ACTIVITY: Please return every line of the records below that holds the word "impl".

··· RECORD EXTRACTS

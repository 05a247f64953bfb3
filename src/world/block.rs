use serde::{Deserialize, Serialize};

/// Catalog identifier of a block type. Id 0 is the empty sentinel.
#[derive(Debug, Clone, Copy, PartialEq, Eq, Hash, Serialize, Deserialize)]
pub struct BlockId(pub u8);

impl BlockId {
    pub const EMPTY: BlockId = BlockId(0);

    pub fn is_empty(self) -> bool {
        self == Self::EMPTY
    }
}

impl From<u8> for BlockId {
    fn from(id: u8) -> Self {
        Self(id)
    }
}

/// One voxel cell: the block type plus, when the block is currently rendered,
/// the index of its entry in the owning chunk's instance list for that type.
#[derive(Debug, Clone, Copy, PartialEq)]
pub struct Block {
    pub id: BlockId,
    pub instance: Option<u32>,
}

impl Block {
    pub const EMPTY: Block = Block {
        id: BlockId::EMPTY,
        instance: None,
    };

    pub fn new(id: BlockId) -> Self {
        Self { id, instance: None }
    }

    pub fn is_empty(&self) -> bool {
        self.id.is_empty()
    }
}

impl Default for Block {
    fn default() -> Self {
        Self::EMPTY
    }
}
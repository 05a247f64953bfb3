use serde::{Deserialize, Serialize};

#[derive(Debug, Clone, Copy, Serialize, Deserialize)]
pub struct PhysicsConfig {
    /// Downward acceleration in blocks/sec^2.
    pub gravity: f32,
}

impl Default for PhysicsConfig {
    fn default() -> Self {
        Self { gravity: 32.0 }
    }
}
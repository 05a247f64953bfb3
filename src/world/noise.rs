use noise::{NoiseFn, Perlin};

/// Seeded gradient-noise source backing terrain and resource generation.
/// Samples are deterministic for a given seed and lie roughly in [-1, 1].
pub struct NoiseSource {
    perlin: Perlin,
}

impl NoiseSource {
    pub fn new(seed: u32) -> Self {
        Self {
            perlin: Perlin::new(seed),
        }
    }

    pub fn sample_2d(&self, x: f64, z: f64) -> f64 {
        self.perlin.get([x, z])
    }

    pub fn sample_3d(&self, x: f64, y: f64, z: f64) -> f64 {
        self.perlin.get([x, y, z])
    }
}

#[cfg(test)]
mod tests {
    use super::*;

    #[test]
    fn test_same_seed_same_samples() {
        let a = NoiseSource::new(7);
        let b = NoiseSource::new(7);
        for i in 0..32 {
            let x = i as f64 * 0.37;
            let z = i as f64 * 0.91;
            assert_eq!(a.sample_2d(x, z), b.sample_2d(x, z));
            assert_eq!(a.sample_3d(x, 0.5, z), b.sample_3d(x, 0.5, z));
        }
    }

    #[test]
    fn test_different_seeds_diverge() {
        let a = NoiseSource::new(1);
        let b = NoiseSource::new(2);
        let diverges = (0..32).any(|i| {
            let x = i as f64 * 0.37 + 0.13;
            a.sample_2d(x, x * 0.5) != b.sample_2d(x, x * 0.5)
        });
        assert!(diverges);
    }

    #[test]
    fn test_samples_bounded() {
        let noise = NoiseSource::new(99);
        for i in 0..256 {
            let x = i as f64 * 0.17 - 20.0;
            let v = noise.sample_3d(x, x * 0.3, x * 0.7);
            assert!(v.abs() <= 1.0 + f64::EPSILON, "sample {v} out of range");
        }
    }
}
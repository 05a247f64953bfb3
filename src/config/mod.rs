pub mod chunksys;
pub mod core;
pub mod physics;
pub mod worldgen;

pub use chunksys::ChunkSysConfig;
pub use self::core::EngineConfig;
pub use physics::PhysicsConfig;
pub use worldgen::WorldGenConfig;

······

SOLUTION TO THE PROBLEM:
impl BlockId {
impl From<u8> for BlockId {
impl Block {
impl Default for Block {
impl Default for PhysicsConfig {
impl NoiseSource {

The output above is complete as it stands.